Scan the material below and count each line with the string "used". Reply with the count alone.

Segment Open

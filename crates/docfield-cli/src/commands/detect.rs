//! `docfield detect` - fields as JSON, whole documents or streamed per page

use super::{read_input, EngineArgs};
use anyhow::{bail, Context as _, Result};
use clap::Args;
use docfield::{FieldEngine, OutputField, PageFields};
use rayon::prelude::*;
use rayon::ThreadPoolBuilder;
use serde::Serialize;
use std::io::Write as _;
use std::path::{Path, PathBuf};
use std::time::Instant;
use tracing::{error, info};

#[derive(Args)]
pub struct DetectCommand {
    /// PDF or image files
    #[arg(value_name = "FILES", required = true)]
    inputs: Vec<PathBuf>,

    #[command(flatten)]
    engine: EngineArgs,

    /// Print one JSON line per page as soon as it is done, then `{"completed":true}`
    #[arg(long)]
    stream: bool,

    /// Files processed in parallel (defaults to the number of cores)
    #[arg(long)]
    jobs: Option<usize>,
}

/// Fields of one input file, as printed without `--stream`
#[derive(Serialize)]
struct DocumentFields<'a> {
    input: &'a Path,
    fields: Vec<OutputField>,
}

#[derive(Serialize)]
struct Completed {
    completed: bool,
}

impl DetectCommand {
    pub fn execute(self) -> Result<()> {
        let engine = self.engine.engine()?;

        let mut pool = ThreadPoolBuilder::new();
        if let Some(jobs) = self.jobs {
            pool = pool.num_threads(jobs);
        }
        let pool = pool.build().context("Failed to build worker pool")?;

        let start = Instant::now();
        let results: Vec<Result<Vec<OutputField>>> = pool.install(|| {
            self.inputs
                .par_iter()
                .map(|input| self.detect_file(&engine, input))
                .collect()
        });

        let mut documents = Vec::with_capacity(results.len());
        let mut failed = 0;
        for (input, result) in self.inputs.iter().zip(results) {
            match result {
                Ok(fields) => documents.push(DocumentFields { input, fields }),
                Err(err) => {
                    error!("{}: {err:#}", input.display());
                    failed += 1;
                }
            }
        }

        if self.stream {
            print_line(&Completed { completed: true })?;
        } else {
            let json = serde_json::to_string_pretty(&documents).context("Failed to serialize fields")?;
            println!("{json}");
        }

        let total: usize = documents.iter().map(|doc| doc.fields.len()).sum();
        info!(
            files = self.inputs.len(),
            fields = total,
            elapsed_ms = start.elapsed().as_millis() as u64,
            "Detection finished"
        );

        if failed > 0 {
            bail!("{failed} of {} inputs failed", self.inputs.len());
        }
        Ok(())
    }

    fn detect_file(&self, engine: &FieldEngine, input: &Path) -> Result<Vec<OutputField>> {
        let bytes = read_input(input)?;
        let options = self.engine.run_options(input);

        // a page line that cannot be written is reported once the document finishes
        let mut write_error = None;
        let fields = engine
            .detect_with(&bytes, &options, |page: &PageFields| {
                if self.stream && write_error.is_none() {
                    write_error = print_line(page).err();
                }
            })
            .with_context(|| format!("Failed to detect fields in {}", input.display()))?;

        match write_error {
            Some(err) => Err(err),
            None => Ok(fields),
        }
    }
}

/// Write `value` as a single JSON line; lines from parallel workers never interleave
fn print_line<T: Serialize>(value: &T) -> Result<()> {
    let line = serde_json::to_string(value).context("Failed to serialize page event")?;
    let mut stdout = std::io::stdout().lock();
    writeln!(stdout, "{line}").context("Failed to write to stdout")?;
    stdout.flush().context("Failed to flush stdout")
}

#[cfg(test)]
mod tests {
    use super::*;
    use clap::Parser;

    #[derive(Parser)]
    struct TestCli {
        #[command(flatten)]
        detect: DetectCommand,
    }

    #[test]
    fn test_parse_detect_arguments() {
        let cli = TestCli::parse_from(["docfield", "--stream", "--jobs", "2", "--page", "1", "a.pdf", "b.png"]);
        assert!(cli.detect.stream);
        assert_eq!(cli.detect.jobs, Some(2));
        assert_eq!(cli.detect.inputs, vec![PathBuf::from("a.pdf"), PathBuf::from("b.png")]);
        assert_eq!(cli.detect.engine.run_options(Path::new("a.pdf")).page, Some(1));
    }

    #[test]
    fn test_inputs_required() {
        assert!(TestCli::try_parse_from(["docfield"]).is_err());
    }

    #[test]
    fn test_completed_marker() {
        let json = serde_json::to_string(&Completed { completed: true }).unwrap();
        assert_eq!(json, r#"{"completed":true}"#);
    }
}
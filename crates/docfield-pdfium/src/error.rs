//! Error types for docfield-pdfium

use thiserror::Error;

/// Result type for page binding operations
pub type Result<T> = std::result::Result<T, PdfError>;

/// Errors reported by the page binding.
///
/// Native error codes never leave this crate: every backend translates its
/// failures into one of these variants at the binding boundary.
#[derive(Error, Debug)]
pub enum PdfError {
    /// Document bytes could not be parsed
    #[error("Unparseable or corrupt document: {reason}")]
    Format { reason: String },

    /// Encrypted document opened with a wrong or missing password
    #[error("Document is encrypted and the password is missing or wrong")]
    Password,

    /// Document file could not be found or read
    #[error("File not found or unreadable: {path}")]
    File { path: String },

    /// Operation on a document or page that has already been closed
    #[error("{resource} has already been closed")]
    ClosedResource { resource: &'static str },

    /// Page index outside the document
    #[error("Page index {index} out of range (document has {count} pages)")]
    OutOfRange { index: usize, count: usize },

    /// Native library reported a non-specific failure
    #[error("Native library failure: {context}")]
    Unknown { context: String },

    /// The PDFium shared library could not be located or bound
    #[error("PDFium library unavailable: {reason}")]
    LibraryUnavailable { reason: String },

    /// IO error
    #[error("IO error: {0}")]
    Io(#[from] std::io::Error),
}

impl PdfError {
    /// Whether this error applies to the whole document rather than a single page.
    ///
    /// A batch over pages keeps going after page-level failures but must stop
    /// on these.
    #[must_use]
    pub fn is_fatal_for_document(&self) -> bool {
        matches!(
            self,
            PdfError::Password | PdfError::ClosedResource { .. } | PdfError::LibraryUnavailable { .. }
        )
    }

    pub(crate) fn closed(resource: &'static str) -> Self {
        PdfError::ClosedResource { resource }
    }
}

#[cfg(test)]
mod tests {
    use super::*;

    #[test]
    fn test_out_of_range_display() {
        let err = PdfError::OutOfRange { index: 7, count: 3 };
        assert_eq!(
            err.to_string(),
            "Page index 7 out of range (document has 3 pages)"
        );
    }

    #[test]
    fn test_closed_resource_display() {
        let err = PdfError::closed("Page");
        assert_eq!(err.to_string(), "Page has already been closed");
    }

    #[test]
    fn test_password_is_fatal() {
        assert!(PdfError::Password.is_fatal_for_document());
        assert!(PdfError::closed("Document").is_fatal_for_document());
    }

    #[test]
    fn test_page_errors_are_not_fatal() {
        assert!(!PdfError::OutOfRange { index: 1, count: 1 }.is_fatal_for_document());
        assert!(!PdfError::Unknown {
            context: "render".to_string()
        }
        .is_fatal_for_document());
        assert!(!PdfError::Format {
            reason: "bad xref".to_string()
        }
        .is_fatal_for_document());
    }

    #[test]
    fn test_io_error_conversion() {
        let io = std::io::Error::new(std::io::ErrorKind::NotFound, "missing");
        let err: PdfError = io.into();
        assert!(matches!(err, PdfError::Io(_)));
    }
}
//! Field candidates derived from page geometry alone
//!
//! Printed underscore runs, dash runs and free-standing horizontal rulings
//! usually mark a blank to fill in. They never become fields by themselves;
//! they only raise the confidence of detections lying on top of them.

use docfield_pdfium::{Bounded, LineNode, Rect, TextNode};

/// Shortest underscore run treated as a blank
pub const MIN_UNDERSCORES: usize = 2;

/// Shortest dash run treated as a blank
pub const MIN_DASHES: usize = 3;

/// Rulings are grown upward by this many line thicknesses to cover the writing area
pub const WRITING_AREA_THICKNESS: f32 = 4.0;

/// Boxes around runs of `glyph` on one baseline.
///
/// Consecutive nodes join a run while the gap to the run's right edge is at
/// most `max_gap` and their top differs from the run's first node by at most
/// half its height.
#[must_use]
pub fn glyph_runs(text_nodes: &[TextNode], glyph: char, min_count: usize, max_gap: f32) -> Vec<Rect> {
    let mut runs = Vec::new();
    let mut i = 0;

    while i < text_nodes.len() {
        let first = &text_nodes[i];
        if first.content != glyph {
            i += 1;
            continue;
        }

        let mut rect = first.rect();
        let mut count = 1;
        let mut j = i + 1;

        while let Some(next) = text_nodes.get(j) {
            if next.content != glyph
                || next.x - rect.endx() > max_gap
                || (next.y - first.y).abs() > first.h * 0.5
            {
                break;
            }
            rect = rect.union(&next.rect());
            count += 1;
            j += 1;
        }

        if count >= min_count {
            runs.push(rect);
        }
        i = j;
    }

    runs
}

/// Underscore and dash runs, top to bottom
#[must_use]
pub fn underline_candidates(text_nodes: &[TextNode], max_gap: f32) -> Vec<Rect> {
    let mut candidates = glyph_runs(text_nodes, '_', MIN_UNDERSCORES, max_gap);
    candidates.extend(glyph_runs(text_nodes, '-', MIN_DASHES, max_gap));
    candidates.sort_by(|a, b| a.y.total_cmp(&b.y).then(a.x.total_cmp(&b.x)));
    candidates
}

/// Settings for [`ruling_candidates`]
#[derive(Debug, Clone, Copy, PartialEq)]
pub struct RulingSettings {
    /// Horizontal lines wider than this fraction of the page are borders
    pub width_ratio: f32,
    /// Line thickness in normalized page height
    pub thickness: f32,
}

fn meets_vertical(line: &LineNode, vertical: &LineNode, t: f32) -> bool {
    let h_y = line.y + line.h / 2.0;
    let v_x = vertical.x + vertical.w / 2.0;

    let x_overlap = v_x - t <= line.x + line.w + t && v_x + t >= line.x - t;
    let y_overlap = h_y - t <= vertical.y + vertical.h + t && h_y + t >= vertical.y - t;

    x_overlap && y_overlap
}

fn sits_on(node: &TextNode, line: &LineNode) -> bool {
    let overlaps_x = !(node.endx() < line.x || line.x + line.w < node.x);
    let rests_on = node.endy() >= line.y - node.h && node.y <= line.y;
    overlaps_x && rests_on
}

/// Widest contiguous run of text resting on `line`
fn text_span_on(line: &LineNode, text_nodes: &[TextNode]) -> f32 {
    let mut widest = 0.0f32;
    let mut run_start: Option<&TextNode> = None;
    let mut run_end: Option<&TextNode> = None;

    for node in text_nodes.iter().filter(|n| !n.is_line_break()) {
        if sits_on(node, line) {
            if run_start.is_none() {
                run_start = Some(node);
            }
            run_end = Some(node);
        } else {
            if let (Some(first), Some(last)) = (run_start, run_end) {
                widest = widest.max(last.endx() - first.x);
            }
            run_start = None;
            run_end = None;
        }
    }
    if let (Some(first), Some(last)) = (run_start, run_end) {
        widest = widest.max(last.endx() - first.x);
    }

    widest
}

/// Horizontal rulings that look like fill-in lines, grown to cover the
/// writing area above them.
///
/// Dropped: page-wide borders, lines meeting a vertical ruling (table grids),
/// and lines with a run of printed text covering more than half of them.
#[must_use]
pub fn ruling_candidates(lines: &[LineNode], text_nodes: &[TextNode], settings: RulingSettings) -> Vec<Rect> {
    let t = settings.thickness;
    let (vertical, horizontal): (Vec<&LineNode>, Vec<&LineNode>) = lines.iter().partition(|l| l.is_vertical());

    horizontal
        .into_iter()
        .filter(|line| !(line.w > settings.width_ratio && line.h < docfield_pdfium::BORDER_HEIGHT_RATIO))
        .filter(|line| !vertical.iter().any(|v| meets_vertical(line, v, t)))
        .filter(|line| text_span_on(line, text_nodes) <= line.w / 2.0)
        .map(|line| {
            let grow = WRITING_AREA_THICKNESS * t;
            Rect::new(line.x, line.y - grow, line.w, line.h + grow)
        })
        .collect()
}
//! Reusable egui widget components for FormKit.
//!
//! This crate composes the toolkit-agnostic state from `formkit-core` into
//! egui widgets:
//!
//! - **DragPanel**: a floating container repositioned by pointer drags
//! - **StylePicker**: a combo box listing the registered visual styles
//! - **Palette**: accent colours for each style
//! - **Layout**: section labels, panel frames

pub mod drag_panel;
pub mod layout;
pub mod palette;
pub mod style_picker;

pub use drag_panel::{cursor_icon, DragPanel, DragPanelResponse};
pub use layout::{panel_frame, section_label};
pub use palette::{accent_color, style_swatch};
pub use style_picker::StylePicker;

/// Standard sizing constants used across widgets.
pub mod sizing {
    /// Small swatch / icon size
    pub const SMALL: f32 = 12.0;
    /// Default combo box width
    pub const PICKER_WIDTH: f32 = 140.0;
    /// Standard corner radius
    pub const CORNER_RADIUS: u8 = 4;
    /// Panel corner radius
    pub const PANEL_RADIUS: u8 = 8;
}

/// Standard colors used across widgets.
pub mod theme {
    use egui::Color32;

    /// Muted text color
    pub const TEXT_MUTED: Color32 = Color32::from_rgb(120, 120, 120);
    /// Border color
    pub const BORDER: Color32 = Color32::from_rgb(220, 220, 220);
    /// Selection/active color (blue)
    pub const ACCENT: Color32 = Color32::from_rgb(59, 130, 246);
    /// Panel background
    pub const PANEL_BG: Color32 = Color32::from_rgba_premultiplied(250, 250, 252, 250);
}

Segment Closed

Solution to the problem:
2